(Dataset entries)
= = = =

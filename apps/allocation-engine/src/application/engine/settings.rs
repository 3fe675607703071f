//! Runtime settings of the allocation engine.

use std::time::Duration;

use rust_decimal::Decimal;
use rust_decimal_macros::dec;

use crate::domain::risk::{PositionSizerConfig, ProtectionPolicy, SizingPolicy};

/// Settings the engine runs with, resolved from configuration.
#[derive(Debug, Clone, PartialEq, Eq)]
pub struct EngineSettings {
    /// Outcomes kept per variant for the win rate.
    pub window_size: usize,
    /// Minimum win rate (percent) for admission.
    pub win_rate_threshold: Decimal,
    /// Maximum number of simultaneously live orders.
    pub max_concurrent: usize,
    /// Bar period whose completion triggers an admission pass.
    pub admission_period: String,
    /// Bar period the volatility indicator is computed on.
    pub volatility_period: String,
    /// Bars the volatility indicator looks back over.
    pub volatility_lookback: u32,
    /// Upper bound on a close request.
    pub close_timeout: Duration,
    /// Protective level multipliers.
    pub protection: ProtectionPolicy,
    /// Sizing policy and drawdown fraction.
    pub sizing: PositionSizerConfig,
}

impl Default for EngineSettings {
    fn default() -> Self {
        Self {
            window_size: 20,
            win_rate_threshold: dec!(80),
            max_concurrent: 5,
            admission_period: "M15".to_string(),
            volatility_period: "H1".to_string(),
            volatility_lookback: 14,
            close_timeout: Duration::from_millis(5000),
            protection: ProtectionPolicy {
                take_profit_multiplier: dec!(2),
                stop_loss_multiplier: dec!(3),
            },
            sizing: PositionSizerConfig {
                policy: SizingPolicy::EquityFraction {
                    trade_fraction: dec!(0.01),
                },
                max_fraction: dec!(0.05),
            },
        }
    }
}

= = = =

### [WHAT YOU HAVE TO DO]
The records above must be repeated exactly, in their entirety.

### [TASK RESPONSE]
filename apps/allocation-engine/src/application/engine/settings.rs
repository 3fe675607703071f
//! Runtime settings of the allocation engine.

use std::time::Duration;

use rust_decimal::Decimal;
use rust_decimal_macros::dec;

use crate::domain::risk::{PositionSizerConfig, ProtectionPolicy, SizingPolicy};

/// Settings the engine runs with, resolved from configuration.
#[derive(Debug, Clone, PartialEq, Eq)]
pub struct EngineSettings {
    /// Outcomes kept per variant for the win rate.
    pub window_size: usize,
    /// Minimum win rate (percent) for admission.
    pub win_rate_threshold: Decimal,
    /// Maximum number of simultaneously live orders.
    pub max_concurrent: usize,
    /// Bar period whose completion triggers an admission pass.
    pub admission_period: String,
    /// Bar period the volatility indicator is computed on.
    pub volatility_period: String,
    /// Bars the volatility indicator looks back over.
    pub volatility_lookback: u32,
    /// Upper bound on a close request.
    pub close_timeout: Duration,
    /// Protective level multipliers.
    pub protection: ProtectionPolicy,
    /// Sizing policy and drawdown fraction.
    pub sizing: PositionSizerConfig,
}

impl Default for EngineSettings {
    fn default() -> Self {
        Self {
            window_size: 20,
            win_rate_threshold: dec!(80),
            max_concurrent: 5,
            admission_period: "M15".to_string(),
            volatility_period: "H1".to_string(),
            volatility_lookback: 14,
            close_timeout: Duration::from_millis(5000),
            protection: ProtectionPolicy {
                take_profit_multiplier: dec!(2),
                stop_loss_multiplier: dec!(3),
            },
            sizing: PositionSizerConfig {
                policy: SizingPolicy::EquityFraction {
                    trade_fraction: dec!(0.01),
                },
                max_fraction: dec!(0.05),
            },
        }
    }
}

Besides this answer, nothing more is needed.